MATERIAL FOR THIS EXERCISE: Begin
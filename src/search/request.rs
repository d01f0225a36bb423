//! Search request and result types.

use serde::{Deserialize, Serialize};

use crate::document::Document;

/// Default page size for [`SearchRequest`].
pub const DEFAULT_LIMIT: usize = 20;

/// A paged search.
#[derive(Debug, Clone, PartialEq, Eq, Serialize, Deserialize)]
pub struct SearchRequest {
    /// Free query text, tokenized like document text.
    pub query: String,
    /// Number of ranked hits to skip.
    #[serde(default)]
    pub offset: usize,
    /// Maximum number of hits to return.
    #[serde(default = "default_limit")]
    pub limit: usize,
    /// Attach the stored document to every returned hit.
    #[serde(default)]
    pub load_documents: bool,
}

fn default_limit() -> usize {
    DEFAULT_LIMIT
}

impl SearchRequest {
    pub fn new<S: Into<String>>(query: S) -> Self {
        SearchRequest {
            query: query.into(),
            offset: 0,
            limit: DEFAULT_LIMIT,
            load_documents: false,
        }
    }

    pub fn with_offset(mut self, offset: usize) -> Self {
        self.offset = offset;
        self
    }

    pub fn with_limit(mut self, limit: usize) -> Self {
        self.limit = limit;
        self
    }

    pub fn with_documents(mut self, load_documents: bool) -> Self {
        self.load_documents = load_documents;
        self
    }
}

/// One ranked document.
#[derive(Debug, Clone, PartialEq, Serialize, Deserialize)]
pub struct SearchHit {
    pub doc_id: String,
    /// Sum over matched query terms of term frequency divided by the
    /// document's total term count.
    pub score: f64,
    /// The stored document, when requested and available.
    #[serde(skip_serializing_if = "Option::is_none", default)]
    pub document: Option<Document>,
}

impl SearchHit {
    pub fn new<S: Into<String>>(doc_id: S, score: f64) -> Self {
        SearchHit {
            doc_id: doc_id.into(),
            score,
            document: None,
        }
    }
}

/// One page of a ranked result list.
#[derive(Debug, Clone, PartialEq, Serialize, Deserialize)]
pub struct SearchResults {
    /// Number of matching documents before paging.
    pub total_hits: usize,
    pub hits: Vec<SearchHit>,
}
MATERIAL FOR THIS EXERCISE: End
TASK BRIEF: Whatever appears in the records must be returned exactly.

EXERCISE OUTPUT:
filename src/search/request.rs
repository d01f0225a36bb423
//! Search request and result types.

use serde::{Deserialize, Serialize};

use crate::document::Document;

/// Default page size for [`SearchRequest`].
pub const DEFAULT_LIMIT: usize = 20;

/// A paged search.
#[derive(Debug, Clone, PartialEq, Eq, Serialize, Deserialize)]
pub struct SearchRequest {
    /// Free query text, tokenized like document text.
    pub query: String,
    /// Number of ranked hits to skip.
    #[serde(default)]
    pub offset: usize,
    /// Maximum number of hits to return.
    #[serde(default = "default_limit")]
    pub limit: usize,
    /// Attach the stored document to every returned hit.
    #[serde(default)]
    pub load_documents: bool,
}

fn default_limit() -> usize {
    DEFAULT_LIMIT
}

impl SearchRequest {
    pub fn new<S: Into<String>>(query: S) -> Self {
        SearchRequest {
            query: query.into(),
            offset: 0,
            limit: DEFAULT_LIMIT,
            load_documents: false,
        }
    }

    pub fn with_offset(mut self, offset: usize) -> Self {
        self.offset = offset;
        self
    }

    pub fn with_limit(mut self, limit: usize) -> Self {
        self.limit = limit;
        self
    }

    pub fn with_documents(mut self, load_documents: bool) -> Self {
        self.load_documents = load_documents;
        self
    }
}

/// One ranked document.
#[derive(Debug, Clone, PartialEq, Serialize, Deserialize)]
pub struct SearchHit {
    pub doc_id: String,
    /// Sum over matched query terms of term frequency divided by the
    /// document's total term count.
    pub score: f64,
    /// The stored document, when requested and available.
    #[serde(skip_serializing_if = "Option::is_none", default)]
    pub document: Option<Document>,
}

impl SearchHit {
    pub fn new<S: Into<String>>(doc_id: S, score: f64) -> Self {
        SearchHit {
            doc_id: doc_id.into(),
            score,
            document: None,
        }
    }
}

/// One page of a ranked result list.
#[derive(Debug, Clone, PartialEq, Serialize, Deserialize)]
pub struct SearchResults {
    /// Number of matching documents before paging.
    pub total_hits: usize,
    pub hits: Vec<SearchHit>,
}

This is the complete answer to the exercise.